Introduction to Thermal Insulation

Thermal Insulation is the reduction of heat transfer between objects in thermal contact or in range of radiative influence. Thermal insulation can be achieved with especially engineered methods or process, as well as with the suitable object, shapes and materials. Heat flow is an inevitable consequence of contact between objects of differing thermal temperature. Thermal insulation in which thermal conduction is reduced or thermal radiation is reflected rather than absorbed by the lower-temperature body. The insulation capability of material is measured with thermal conductivity. Low thermal conductivity is equivalent to high insulating capability. In thermal engineering, other important properties of insulating materials are product density and specific heat capacity.
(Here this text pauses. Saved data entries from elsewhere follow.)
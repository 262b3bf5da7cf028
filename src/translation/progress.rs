/*!
 * Fragment-completion progress tracking.
 *
 * Workers from several resources report completions concurrently; the
 * tracker recomputes the integer percentage under a mutex and invokes the
 * redraw sink only when the displayed value actually changes, so concurrent
 * workers never interleave redundant redraws.
 */

use parking_lot::Mutex;

type RedrawFn = Box<dyn Fn(u64, usize, usize) + Send + Sync>;

struct ProgressState {
    total: usize,
    completed: usize,
    last_percent: Option<u64>,
}

/// Thread-safe fragment-completion counter with redraw-on-change semantics.
pub struct ProgressTracker {
    state: Mutex<ProgressState>,
    redraw: Option<RedrawFn>,
}

impl ProgressTracker {
    /// Create a tracker for the given fragment total, without a redraw sink
    pub fn new(total: usize) -> Self {
        Self {
            state: Mutex::new(ProgressState {
                total,
                completed: 0,
                last_percent: None,
            }),
            redraw: None,
        }
    }

    /// Create a tracker that invokes `redraw(percent, completed, total)`
    /// whenever the integer percentage changes
    pub fn with_redraw(
        total: usize,
        redraw: impl Fn(u64, usize, usize) + Send + Sync + 'static,
    ) -> Self {
        Self {
            state: Mutex::new(ProgressState {
                total,
                completed: 0,
                last_percent: None,
            }),
            redraw: Some(Box::new(redraw)),
        }
    }

    /// Total fragment count from the pre-scan
    pub fn total(&self) -> usize {
        self.state.lock().total
    }

    /// Fragments completed so far
    pub fn completed(&self) -> usize {
        self.state.lock().completed
    }

    /// Current integer percentage
    pub fn percent(&self) -> u64 {
        let state = self.state.lock();
        Self::percent_of(state.completed, state.total)
    }

    /// Record a single completed fragment
    pub fn fragment_done(&self) {
        self.fragments_done(1);
    }

    /// Record several completed fragments at once.
    ///
    /// The whole read-modify-redraw sequence runs under the lock so two
    /// workers can never both observe the same stale percentage.
    pub fn fragments_done(&self, count: usize) {
        if count == 0 {
            return;
        }

        let mut state = self.state.lock();
        state.completed += count;
        let percent = Self::percent_of(state.completed, state.total);
        if state.last_percent != Some(percent) {
            state.last_percent = Some(percent);
            if let Some(redraw) = &self.redraw {
                redraw(percent, state.completed, state.total);
            }
        }
    }

    fn percent_of(completed: usize, total: usize) -> u64 {
        if total == 0 {
            return 100;
        }
        (completed.min(total) * 100 / total) as u64
    }
}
In fact, it is not just a reduction of heat transfer, this includes the resistance of heat transfer between objects of different temperature once they contact. For example, you happen to touch a naked wire without an insulator, since there is no resistance, there will be a transfer of the current to you. This is why there is what we call grounding. Thermal capability is high on water, this is why there should be an insulation in the condition that current is flowing within a wet surface or object. If you happen to have a contact with water and you suddenly get shocked by the flow of the current, there might be a wire that has a current leakage causing the current to flow towards you. This is why thermal insulation is absolutely needed. Electrical engineers are very sensitive to this topic because of the effect to human beings.